#### [WHAT IS REQUIRED]
Look through the records below, and whenever a line contains "that", copy it.

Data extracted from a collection
--------------------------------------------------

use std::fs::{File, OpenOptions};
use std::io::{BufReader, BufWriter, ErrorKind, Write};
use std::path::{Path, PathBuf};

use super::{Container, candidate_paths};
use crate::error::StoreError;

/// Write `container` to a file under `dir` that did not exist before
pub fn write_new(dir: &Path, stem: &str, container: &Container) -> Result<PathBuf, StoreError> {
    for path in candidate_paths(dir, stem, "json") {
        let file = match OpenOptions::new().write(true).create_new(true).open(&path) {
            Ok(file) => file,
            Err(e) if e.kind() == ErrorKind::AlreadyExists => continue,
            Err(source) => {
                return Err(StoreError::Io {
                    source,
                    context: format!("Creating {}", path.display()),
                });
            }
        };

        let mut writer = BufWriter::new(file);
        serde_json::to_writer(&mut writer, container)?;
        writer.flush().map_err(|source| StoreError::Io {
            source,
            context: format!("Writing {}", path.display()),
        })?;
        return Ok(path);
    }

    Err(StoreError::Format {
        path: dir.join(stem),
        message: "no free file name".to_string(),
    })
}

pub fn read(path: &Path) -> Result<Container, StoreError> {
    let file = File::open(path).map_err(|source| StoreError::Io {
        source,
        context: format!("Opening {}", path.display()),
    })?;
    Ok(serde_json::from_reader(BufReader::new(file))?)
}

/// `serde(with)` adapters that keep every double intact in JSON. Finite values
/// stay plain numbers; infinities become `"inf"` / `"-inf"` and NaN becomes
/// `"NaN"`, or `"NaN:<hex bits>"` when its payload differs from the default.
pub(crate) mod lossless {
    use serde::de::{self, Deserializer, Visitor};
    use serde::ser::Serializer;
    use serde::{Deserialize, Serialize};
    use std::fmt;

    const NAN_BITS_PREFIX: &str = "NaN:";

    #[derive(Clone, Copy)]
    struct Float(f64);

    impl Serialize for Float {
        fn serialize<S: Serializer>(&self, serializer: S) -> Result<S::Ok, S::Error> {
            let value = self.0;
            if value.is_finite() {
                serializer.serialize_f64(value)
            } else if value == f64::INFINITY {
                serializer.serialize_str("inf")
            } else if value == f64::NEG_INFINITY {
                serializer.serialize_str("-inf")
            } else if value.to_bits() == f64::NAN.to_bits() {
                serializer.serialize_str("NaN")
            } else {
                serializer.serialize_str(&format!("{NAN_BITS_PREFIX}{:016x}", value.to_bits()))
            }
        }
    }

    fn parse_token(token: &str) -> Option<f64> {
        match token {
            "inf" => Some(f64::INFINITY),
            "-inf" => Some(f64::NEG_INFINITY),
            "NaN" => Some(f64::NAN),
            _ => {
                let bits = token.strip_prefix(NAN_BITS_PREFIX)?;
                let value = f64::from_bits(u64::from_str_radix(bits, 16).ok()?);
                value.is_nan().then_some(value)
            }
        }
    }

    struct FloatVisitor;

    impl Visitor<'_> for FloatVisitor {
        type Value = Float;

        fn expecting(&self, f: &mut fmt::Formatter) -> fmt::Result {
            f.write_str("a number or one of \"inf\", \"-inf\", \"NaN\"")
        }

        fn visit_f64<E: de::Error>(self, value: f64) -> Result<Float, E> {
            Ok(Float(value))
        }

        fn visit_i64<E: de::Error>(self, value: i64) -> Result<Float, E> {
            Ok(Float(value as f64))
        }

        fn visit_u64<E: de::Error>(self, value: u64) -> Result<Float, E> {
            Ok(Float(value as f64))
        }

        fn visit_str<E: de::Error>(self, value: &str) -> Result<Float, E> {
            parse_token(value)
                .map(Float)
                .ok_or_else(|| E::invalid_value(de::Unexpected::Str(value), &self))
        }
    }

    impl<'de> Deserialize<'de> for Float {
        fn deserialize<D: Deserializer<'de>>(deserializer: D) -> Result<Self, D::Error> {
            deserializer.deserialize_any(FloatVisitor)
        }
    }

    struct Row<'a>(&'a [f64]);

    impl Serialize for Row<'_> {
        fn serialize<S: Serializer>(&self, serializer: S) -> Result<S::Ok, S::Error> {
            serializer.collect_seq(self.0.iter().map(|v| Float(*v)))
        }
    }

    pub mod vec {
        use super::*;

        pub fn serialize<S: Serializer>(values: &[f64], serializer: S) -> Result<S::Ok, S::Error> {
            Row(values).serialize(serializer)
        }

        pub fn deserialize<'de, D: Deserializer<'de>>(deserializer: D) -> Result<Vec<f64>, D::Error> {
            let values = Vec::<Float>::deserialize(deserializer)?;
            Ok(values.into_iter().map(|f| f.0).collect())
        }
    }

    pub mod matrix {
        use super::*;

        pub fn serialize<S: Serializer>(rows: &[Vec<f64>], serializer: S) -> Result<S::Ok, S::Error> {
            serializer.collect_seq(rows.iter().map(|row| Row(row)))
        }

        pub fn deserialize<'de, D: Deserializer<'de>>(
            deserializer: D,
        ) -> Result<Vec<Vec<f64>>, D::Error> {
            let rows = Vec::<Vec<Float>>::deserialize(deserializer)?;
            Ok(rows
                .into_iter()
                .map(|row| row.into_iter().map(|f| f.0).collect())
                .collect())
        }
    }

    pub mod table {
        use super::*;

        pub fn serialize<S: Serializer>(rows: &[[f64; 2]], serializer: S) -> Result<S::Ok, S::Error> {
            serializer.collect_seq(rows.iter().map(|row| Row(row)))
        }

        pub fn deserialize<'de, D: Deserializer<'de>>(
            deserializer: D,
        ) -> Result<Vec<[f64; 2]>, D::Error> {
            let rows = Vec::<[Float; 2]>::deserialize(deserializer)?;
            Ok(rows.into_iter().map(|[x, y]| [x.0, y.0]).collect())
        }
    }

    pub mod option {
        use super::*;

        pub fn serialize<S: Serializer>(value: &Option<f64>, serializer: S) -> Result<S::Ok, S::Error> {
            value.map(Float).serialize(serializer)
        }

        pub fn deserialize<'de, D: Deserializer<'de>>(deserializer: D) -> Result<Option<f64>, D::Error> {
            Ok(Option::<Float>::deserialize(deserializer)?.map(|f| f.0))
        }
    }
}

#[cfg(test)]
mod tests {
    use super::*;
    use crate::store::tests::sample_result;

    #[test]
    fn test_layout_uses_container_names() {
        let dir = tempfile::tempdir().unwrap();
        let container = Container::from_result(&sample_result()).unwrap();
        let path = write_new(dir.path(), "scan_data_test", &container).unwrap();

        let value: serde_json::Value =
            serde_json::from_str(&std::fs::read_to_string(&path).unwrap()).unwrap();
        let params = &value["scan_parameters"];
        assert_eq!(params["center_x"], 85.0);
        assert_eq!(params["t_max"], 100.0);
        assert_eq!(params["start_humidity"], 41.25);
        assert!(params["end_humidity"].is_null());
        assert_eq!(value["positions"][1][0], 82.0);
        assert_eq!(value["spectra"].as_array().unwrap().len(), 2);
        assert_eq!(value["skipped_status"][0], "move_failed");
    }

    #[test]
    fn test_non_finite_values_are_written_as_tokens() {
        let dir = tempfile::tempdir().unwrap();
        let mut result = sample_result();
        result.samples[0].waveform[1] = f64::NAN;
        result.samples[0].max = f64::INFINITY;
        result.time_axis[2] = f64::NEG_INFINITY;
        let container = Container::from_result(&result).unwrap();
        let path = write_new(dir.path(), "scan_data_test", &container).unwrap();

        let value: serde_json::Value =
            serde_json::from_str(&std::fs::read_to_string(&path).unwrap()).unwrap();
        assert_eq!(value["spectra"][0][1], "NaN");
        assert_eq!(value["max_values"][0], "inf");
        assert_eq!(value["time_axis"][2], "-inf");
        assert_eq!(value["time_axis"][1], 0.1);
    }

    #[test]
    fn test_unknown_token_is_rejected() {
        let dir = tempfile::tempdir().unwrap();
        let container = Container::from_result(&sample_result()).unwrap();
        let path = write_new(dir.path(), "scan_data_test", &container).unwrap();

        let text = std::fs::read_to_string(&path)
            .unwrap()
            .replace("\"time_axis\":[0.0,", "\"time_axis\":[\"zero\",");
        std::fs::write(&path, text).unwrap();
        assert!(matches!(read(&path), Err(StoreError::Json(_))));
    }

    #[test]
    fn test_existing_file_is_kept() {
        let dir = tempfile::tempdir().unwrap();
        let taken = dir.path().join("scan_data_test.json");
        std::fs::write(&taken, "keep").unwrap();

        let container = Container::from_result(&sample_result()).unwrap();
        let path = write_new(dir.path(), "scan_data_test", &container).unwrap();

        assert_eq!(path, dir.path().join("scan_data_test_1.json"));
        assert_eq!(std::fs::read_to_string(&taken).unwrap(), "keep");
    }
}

--------------------------------------------------

#### [TASK OUTPUT]
/// Write `container` to a file under `dir` that did not exist before
/// `serde(with)` adapters that keep every double intact in JSON. Finite values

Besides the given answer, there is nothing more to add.